Untuk memahami seperti apa kehidupan di harem, kita harus menilik sejarah ide tersebut. Perlu memahami tujuan apa yang seharusnya dilayani dan mengapa hal tersebut sangat mengakar dalam budaya elit Kekaisaran Ottoman.
Faktanya, Ottoman tidak menciptakan harem. Praktik mengasingkan istri dan kerabat perempuan dari sorotan publik sudah ada sejak zaman kuno, bahkan sejak orang-orang Asyur.

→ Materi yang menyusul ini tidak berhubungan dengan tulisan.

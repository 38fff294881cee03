//
// Copyright 2024-2025 Digium, Inc.
// SPDX-License-Identifier: MIT
//

//! Manually pumped scheduler for tests.
//!
//! Time only moves when the test says so: `run_until_idle` drains the
//! ready queue, `advance` moves the clock and fires due timers in
//! order.

use std::collections::{BTreeMap, VecDeque};
use std::sync::{Arc, Mutex};
use std::time::Duration;

use crate::common::scheduler::{Scheduler, Task, TimerId};

#[derive(Default)]
struct Inner {
    now: Duration,
    next_timer: TimerId,
    ready: VecDeque<Task>,
    timers: BTreeMap<(Duration, TimerId), Task>,
}

#[derive(Clone, Default)]
pub struct SimScheduler {
    inner: Arc<Mutex<Inner>>,
}

impl SimScheduler {
    pub fn new() -> Self {
        Self::default()
    }

    pub fn now(&self) -> Duration {
        self.inner.lock().unwrap().now
    }

    pub fn pending_timers(&self) -> usize {
        self.inner.lock().unwrap().timers.len()
    }

    /// The deadline of the next timer, if any.
    pub fn next_deadline(&self) -> Option<Duration> {
        self.inner
            .lock()
            .unwrap()
            .timers
            .keys()
            .next()
            .map(|(deadline, _)| *deadline)
    }

    /// Run everything already posted, including tasks those tasks
    /// post. The clock does not move.
    pub fn run_until_idle(&self) {
        loop {
            let task = {
                let mut inner = self.inner.lock().unwrap();
                inner.ready.pop_front()
            };
            match task {
                Some(task) => task(),
                None => break,
            }
        }
    }

    /// Move the clock forward, firing due timers in deadline order and
    /// draining the ready queue after each.
    pub fn advance(&self, delta: Duration) {
        let target = self.now() + delta;
        loop {
            let due = {
                let mut inner = self.inner.lock().unwrap();
                let key = inner
                    .timers
                    .keys()
                    .next()
                    .filter(|(deadline, _)| *deadline <= target)
                    .copied();
                match key {
                    Some(key) => {
                        inner.now = key.0;
                        inner.timers.remove(&key)
                    }
                    None => None,
                }
            };
            match due {
                Some(task) => {
                    task();
                    self.run_until_idle();
                }
                None => break,
            }
        }
        self.inner.lock().unwrap().now = target;
        self.run_until_idle();
    }
}

impl Scheduler for SimScheduler {
    fn post(&self, task: Task) {
        self.inner.lock().unwrap().ready.push_back(task);
    }

    fn delay(&self, delay: Duration, task: Task) -> TimerId {
        let mut inner = self.inner.lock().unwrap();
        let id = inner.next_timer;
        inner.next_timer += 1;
        let deadline = inner.now + delay;
        inner.timers.insert((deadline, id), task);
        id
    }

    fn cancel(&self, timer: TimerId) {
        let mut inner = self.inner.lock().unwrap();
        let key = inner
            .timers
            .keys()
            .find(|(_, id)| *id == timer)
            .copied();
        if let Some(key) = key {
            inner.timers.remove(&key);
        }
    }
}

Mungkin, selama ini kita menganggap harem sebagai tempat yang berisi beberapa istri dan selir, namun hal ini tidak selalu demikian.
Penting untuk diingat bahwa semua budaya ini sangat patriarkal. Wanita sebagian besar dipandang sebagai milik suami mereka. Dan wanita juga merupakan simbol status.
Gagasan bahwa seorang wanita tidak boleh terlihat di depan umum adalah hal yang lazim di masyarakat ini, tetapi kebanyakan wanita harus bekerja, sehingga mengharuskan mereka meninggalkan rumah.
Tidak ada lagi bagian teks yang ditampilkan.